[Requirement]: Scan the lines below for "impl"; report the number of lines that contain it, and only that.

Dataset entries
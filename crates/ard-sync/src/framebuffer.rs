use std::{hash::BuildHasherDefault, sync::Arc};

use api::{
    framebuffer::{FramebufferState, ViewId},
    Backend, BackendError,
};
use ard_log::{debug, warn};
use dashmap::{mapref::entry::Entry, DashMap};
use rustc_hash::{FxHashSet, FxHasher};

use crate::{config::FramebufferStrategy, render_pass::RenderPass};

type FxBuildHasher = BuildHasherDefault<FxHasher>;

/// A native framebuffer. Keeps the render pass it was created against alive.
pub struct Framebuffer<B: Backend> {
    backend: Arc<B>,
    framebuffer: B::Framebuffer,
    render_pass: Arc<RenderPass<B>>,
    state: FramebufferState,
    imageless: bool,
}

/// Caches framebuffers for a render pass and attachment state.
pub trait FramebufferCache<B: Backend>: Send + Sync {
    /// Returns the framebuffer for `state` used with `pass`, creating it on a miss. `views`
    /// are the views named by `state`, in attachment order. Nothing is cached if creation
    /// fails.
    fn get_or_create(
        &self,
        pass: &Arc<RenderPass<B>>,
        state: &FramebufferState,
        views: &[&B::ImageView],
    ) -> Result<Arc<Framebuffer<B>>, BackendError>;

    /// Evicts every framebuffer that references `view`. Returns the number evicted.
    fn attachment_destroyed(&self, view: ViewId) -> usize;

    fn len(&self) -> usize;

    fn strategy(&self) -> FramebufferStrategy;

    fn is_empty(&self) -> bool {
        self.len() == 0
    }
}

#[derive(Debug, Clone, PartialEq, Eq, Hash)]
struct FramebufferKey {
    render_pass: u64,
    state: FramebufferState,
}

/// Framebuffers keyed on attachment structure only. Views are bound when a render pass
/// begins, so destroying a view never invalidates an entry.
pub struct ImagelessFramebufferCache<B: Backend> {
    backend: Arc<B>,
    framebuffers: DashMap<FramebufferKey, Arc<Framebuffer<B>>, FxBuildHasher>,
}

/// Framebuffers keyed on the exact views they were created with.
pub struct ConcreteFramebufferCache<B: Backend> {
    backend: Arc<B>,
    framebuffers: DashMap<FramebufferKey, Arc<Framebuffer<B>>, FxBuildHasher>,
    /// Every key whose framebuffer references the view.
    view_refs: DashMap<ViewId, FxHashSet<FramebufferKey>, FxBuildHasher>,
}

impl<B: Backend> Framebuffer<B> {
    #[inline(always)]
    pub fn internal(&self) -> &B::Framebuffer {
        &self.framebuffer
    }

    #[inline(always)]
    pub fn render_pass(&self) -> &Arc<RenderPass<B>> {
        &self.render_pass
    }

    #[inline(always)]
    pub fn state(&self) -> &FramebufferState {
        &self.state
    }

    /// Views must be supplied when beginning a render pass with this framebuffer.
    #[inline(always)]
    pub fn is_imageless(&self) -> bool {
        self.imageless
    }
}

impl<B: Backend> Drop for Framebuffer<B> {
    fn drop(&mut self) {
        unsafe {
            self.backend.destroy_framebuffer(&mut self.framebuffer);
        }
    }
}

fn create_framebuffer<B: Backend>(
    backend: &Arc<B>,
    pass: &Arc<RenderPass<B>>,
    state: &FramebufferState,
    views: Option<&[&B::ImageView]>,
) -> Result<Arc<Framebuffer<B>>, BackendError> {
    puffin::profile_function!();

    let framebuffer = match unsafe { backend.create_framebuffer(pass.internal(), state, views) } {
        Ok(framebuffer) => framebuffer,
        Err(err) => {
            warn!("unable to create framebuffer: {err}");
            return Err(err);
        }
    };
    debug!(
        "created {} framebuffer {}x{} with {} attachments",
        if views.is_none() { "imageless" } else { "concrete" },
        state.width,
        state.height,
        state.num_attachments()
    );

    Ok(Arc::new(Framebuffer {
        backend: backend.clone(),
        framebuffer,
        render_pass: pass.clone(),
        state: state.clone(),
        imageless: views.is_none(),
    }))
}

impl<B: Backend> ImagelessFramebufferCache<B> {
    pub fn new(backend: Arc<B>) -> Self {
        Self {
            backend,
            framebuffers: DashMap::default(),
        }
    }
}

impl<B: Backend> FramebufferCache<B> for ImagelessFramebufferCache<B> {
    fn get_or_create(
        &self,
        pass: &Arc<RenderPass<B>>,
        state: &FramebufferState,
        _views: &[&B::ImageView],
    ) -> Result<Arc<Framebuffer<B>>, BackendError> {
        let key = FramebufferKey {
            render_pass: pass.id(),
            state: state.structural(),
        };

        match self.framebuffers.entry(key) {
            Entry::Occupied(entry) => Ok(entry.get().clone()),
            Entry::Vacant(entry) => {
                let framebuffer = create_framebuffer(&self.backend, pass, &entry.key().state, None)?;
                entry.insert(framebuffer.clone());
                Ok(framebuffer)
            }
        }
    }

    #[inline(always)]
    fn attachment_destroyed(&self, _view: ViewId) -> usize {
        0
    }

    #[inline(always)]
    fn len(&self) -> usize {
        self.framebuffers.len()
    }

    #[inline(always)]
    fn strategy(&self) -> FramebufferStrategy {
        FramebufferStrategy::Imageless
    }
}

impl<B: Backend> ConcreteFramebufferCache<B> {
    pub fn new(backend: Arc<B>) -> Self {
        Self {
            backend,
            framebuffers: DashMap::default(),
            view_refs: DashMap::default(),
        }
    }

    /// Number of views with at least one cached framebuffer.
    #[inline(always)]
    pub fn referenced_views(&self) -> usize {
        self.view_refs.len()
    }
}

impl<B: Backend> FramebufferCache<B> for ConcreteFramebufferCache<B> {
    fn get_or_create(
        &self,
        pass: &Arc<RenderPass<B>>,
        state: &FramebufferState,
        views: &[&B::ImageView],
    ) -> Result<Arc<Framebuffer<B>>, BackendError> {
        assert_eq!(
            views.len(),
            state.num_attachments(),
            "one view is required per attachment"
        );

        let key = FramebufferKey {
            render_pass: pass.id(),
            state: state.clone(),
        };

        let framebuffer = match self.framebuffers.entry(key.clone()) {
            Entry::Occupied(entry) => return Ok(entry.get().clone()),
            Entry::Vacant(entry) => {
                let framebuffer = create_framebuffer(&self.backend, pass, state, Some(views))?;
                entry.insert(framebuffer.clone());
                framebuffer
            }
        };

        // The entry must exist before any back reference points at it.
        for view in state.views() {
            self.view_refs.entry(view).or_default().insert(key.clone());
        }

        Ok(framebuffer)
    }

    fn attachment_destroyed(&self, view: ViewId) -> usize {
        let Some((_, keys)) = self.view_refs.remove(&view) else {
            return 0;
        };

        let mut evicted = 0;
        for key in keys {
            let Some((key, framebuffer)) = self.framebuffers.remove(&key) else {
                continue;
            };
            evicted += 1;

            for other in framebuffer.state().views().filter(|other| *other != view) {
                let now_empty = match self.view_refs.get_mut(&other) {
                    Some(mut refs) => {
                        refs.remove(&key);
                        refs.is_empty()
                    }
                    None => false,
                };

                if now_empty {
                    self.view_refs.remove_if(&other, |_, refs| refs.is_empty());
                }
            }
        }

        debug!("evicted {evicted} framebuffers referencing view {}", view.0);
        evicted
    }

    #[inline(always)]
    fn len(&self) -> usize {
        self.framebuffers.len()
    }

    #[inline(always)]
    fn strategy(&self) -> FramebufferStrategy {
        FramebufferStrategy::Concrete
    }
}

#[cfg(test)]
mod tests {
    use std::sync::atomic::Ordering;

    use api::{
        framebuffer::FramebufferAttachment,
        render_pass::{RenderPassAttachment, RenderPassState},
        types::{Format, ImageUsage},
    };
    use empty::{EmptyBackend, EmptyObject};

    use crate::render_pass::RenderPassCache;

    use super::*;

    fn pass(cache: &RenderPassCache<EmptyBackend>, colors: usize) -> Arc<RenderPass<EmptyBackend>> {
        let mut state = RenderPassState::default();
        for _ in 0..colors {
            state.push_color(RenderPassAttachment {
                format: Format::Rgba8Unorm,
                samples: 1,
                ..Default::default()
            });
        }
        cache.get_or_create(&state).unwrap()
    }

    fn state(views: &[u32]) -> FramebufferState {
        FramebufferState {
            width: 64,
            height: 64,
            layers: 1,
            samples: 1,
            attachments: views
                .iter()
                .map(|view| FramebufferAttachment {
                    view: ViewId(*view),
                    format: Format::Rgba8Unorm,
                    usage: ImageUsage::COLOR_ATTACHMENT,
                    width: 64,
                    height: 64,
                    layers: 1,
                })
                .collect(),
        }
    }

    fn views(ids: &[u32]) -> Vec<EmptyObject> {
        ids.iter().map(|id| EmptyObject { id: *id as u64 }).collect()
    }

    fn get(
        cache: &dyn FramebufferCache<EmptyBackend>,
        pass: &Arc<RenderPass<EmptyBackend>>,
        ids: &[u32],
    ) -> Arc<Framebuffer<EmptyBackend>> {
        let objects = views(ids);
        let refs: Vec<_> = objects.iter().collect();
        cache.get_or_create(pass, &state(ids), &refs).unwrap()
    }

    #[test]
    fn imageless_ignores_view_identity() {
        let backend = Arc::new(EmptyBackend::default());
        let passes = RenderPassCache::new(backend.clone());
        let cache = ImagelessFramebufferCache::new(backend.clone());
        let pass = pass(&passes, 2);

        let a = get(&cache, &pass, &[1, 2]);
        let b = get(&cache, &pass, &[3, 4]);
        assert!(Arc::ptr_eq(&a, &b));
        assert!(a.is_imageless());
        assert_eq!(cache.len(), 1);
        assert_eq!(cache.attachment_destroyed(ViewId(1)), 0);
        assert_eq!(cache.len(), 1);
    }

    #[test]
    fn concrete_evicts_every_referencing_framebuffer() {
        let backend = Arc::new(EmptyBackend::default());
        let passes = RenderPassCache::new(backend.clone());
        let cache = ConcreteFramebufferCache::new(backend.clone());
        let two = pass(&passes, 2);
        let one = pass(&passes, 1);

        drop(get(&cache, &two, &[1, 2]));
        drop(get(&cache, &two, &[1, 3]));
        drop(get(&cache, &one, &[1]));
        drop(get(&cache, &one, &[4]));
        assert_eq!(cache.len(), 4);
        assert_eq!(cache.referenced_views(), 4);

        assert_eq!(cache.attachment_destroyed(ViewId(1)), 3);
        assert_eq!(cache.len(), 1);
        // Views 2 and 3 only appeared alongside view 1.
        assert_eq!(cache.referenced_views(), 1);
        assert_eq!(
            backend.counters().framebuffers_destroyed.load(Ordering::Relaxed),
            3
        );

        assert_eq!(cache.attachment_destroyed(ViewId(1)), 0);
    }

    #[test]
    fn recycled_view_id_misses() {
        let backend = Arc::new(EmptyBackend::default());
        let passes = RenderPassCache::new(backend.clone());
        let cache = ConcreteFramebufferCache::new(backend.clone());
        let pass = pass(&passes, 1);

        let old = get(&cache, &pass, &[7]);
        assert!(Arc::ptr_eq(&old, &get(&cache, &pass, &[7])));

        assert_eq!(cache.attachment_destroyed(ViewId(7)), 1);
        let new = get(&cache, &pass, &[7]);
        assert!(!Arc::ptr_eq(&old, &new));
        assert_eq!(
            backend.counters().framebuffers_created.load(Ordering::Relaxed),
            2
        );
    }

    #[test]
    fn failed_creation_caches_nothing() {
        let backend = Arc::new(EmptyBackend::default());
        let passes = RenderPassCache::new(backend.clone());
        let cache = ConcreteFramebufferCache::new(backend.clone());
        let pass = pass(&passes, 1);

        backend.set_fail_creation(true);
        let objects = views(&[5]);
        let refs: Vec<_> = objects.iter().collect();
        assert!(cache.get_or_create(&pass, &state(&[5]), &refs).is_err());
        assert!(cache.is_empty());
        assert_eq!(cache.referenced_views(), 0);
    }
}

[Exercise result]: 6